┌──

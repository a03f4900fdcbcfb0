//! A two-tier, persistence-backed cache for externally fetched event records.
//!
//! Event records (activity-feed items) are cached in a size-limited
//! key/value [`Storage`] so they survive restarts. Two caches share the store:
//!
//! - The **details cache** ([`EventDetailsCache`]) holds pruned event records,
//!   bounded by a maximum entry count and evicted in least-recently-used order.
//! - The **index cache** ([`IndexCache`]) holds only ids, unbounded, so the
//!   caller can tell whether an event was ever seen after its details were
//!   evicted.
//!
//! Both are tagged with a schema version; a missing, corrupt or
//! mismatched value reads as a fresh, empty cache. A one-shot migration
//! ([`EventCache::migrate_old_cache`]) upgrades the legacy single-blob format.
//!
//! The cache is an optimization, never the source of truth: no operation
//! returns a storage error. Reads degrade to a miss and writes report
//! `false`, with the cause logged through `tracing`.
//!
//! # Example
//!
//! ```
//! use feed_cache::{EventCache, GitHubEvent, MemoryStorage};
//!
//! let cache = EventCache::builder(MemoryStorage::new())
//!   .max_size(100)
//!   .build()
//!   .unwrap();
//!
//! let event: GitHubEvent = serde_json::from_value(serde_json::json!({
//!   "id": "1",
//!   "type": "WatchEvent",
//!   "repo": { "name": "octocat/hello-world" },
//!   "payload": { "action": "started" },
//!   "created_at": "2024-05-01T12:00:00Z"
//! }))
//! .unwrap();
//!
//! assert!(cache.add_event_details(&event));
//! let details = cache.get_event_details("1").unwrap();
//! assert_eq!(details.repo, "octocat/hello-world");
//! ```

pub mod builder;
pub mod error;
pub mod event;
pub mod listener;
pub mod lru_list;
pub mod prune;
pub mod storage;
pub mod time;

mod details;
mod handle;
mod index;
mod metrics;
mod migration;

pub use builder::{CacheConfig, EventCacheBuilder, RecencyPersistence};
pub use details::EventDetailsCache;
pub use error::{BuildError, MigrationError, StorageError};
pub use event::{Actor, EventDetails, GitHubEvent, PrunedPayload, Repo};
pub use handle::EventCache;
pub use index::IndexCache;
pub use listener::{EvictionListener, EvictionReason};
pub use metrics::MetricsSnapshot;
pub use migration::MigrationOutcome;
pub use prune::{GitHubPayloadPruner, PayloadPruner};
pub use storage::{FileStorage, MemoryStorage, Storage};
pub use time::{Clock, ManualClock, SystemClock};

/// Default capacity of the details cache, in entries.
pub const DEFAULT_MAX_DETAILS: usize = 200;

/// Schema tag of the current index and details caches.
pub const DETAILS_CACHE_VERSION: &str = "5.0";

/// Schema tag of the legacy single-blob cache accepted by migration.
pub const LEGACY_CACHE_VERSION: &str = "4.0";

pub const DETAILS_CACHE_KEY: &str = "github_events_details_cache";
pub const INDEX_CACHE_KEY: &str = "github_events_index_cache";
pub const LEGACY_CACHE_KEY: &str = "github_events_cache";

└──

**Problem details:** Read the entries above, then pull out the lines that include "time".

**Task solution:**
pub mod time;
pub use time::{Clock, ManualClock, SystemClock};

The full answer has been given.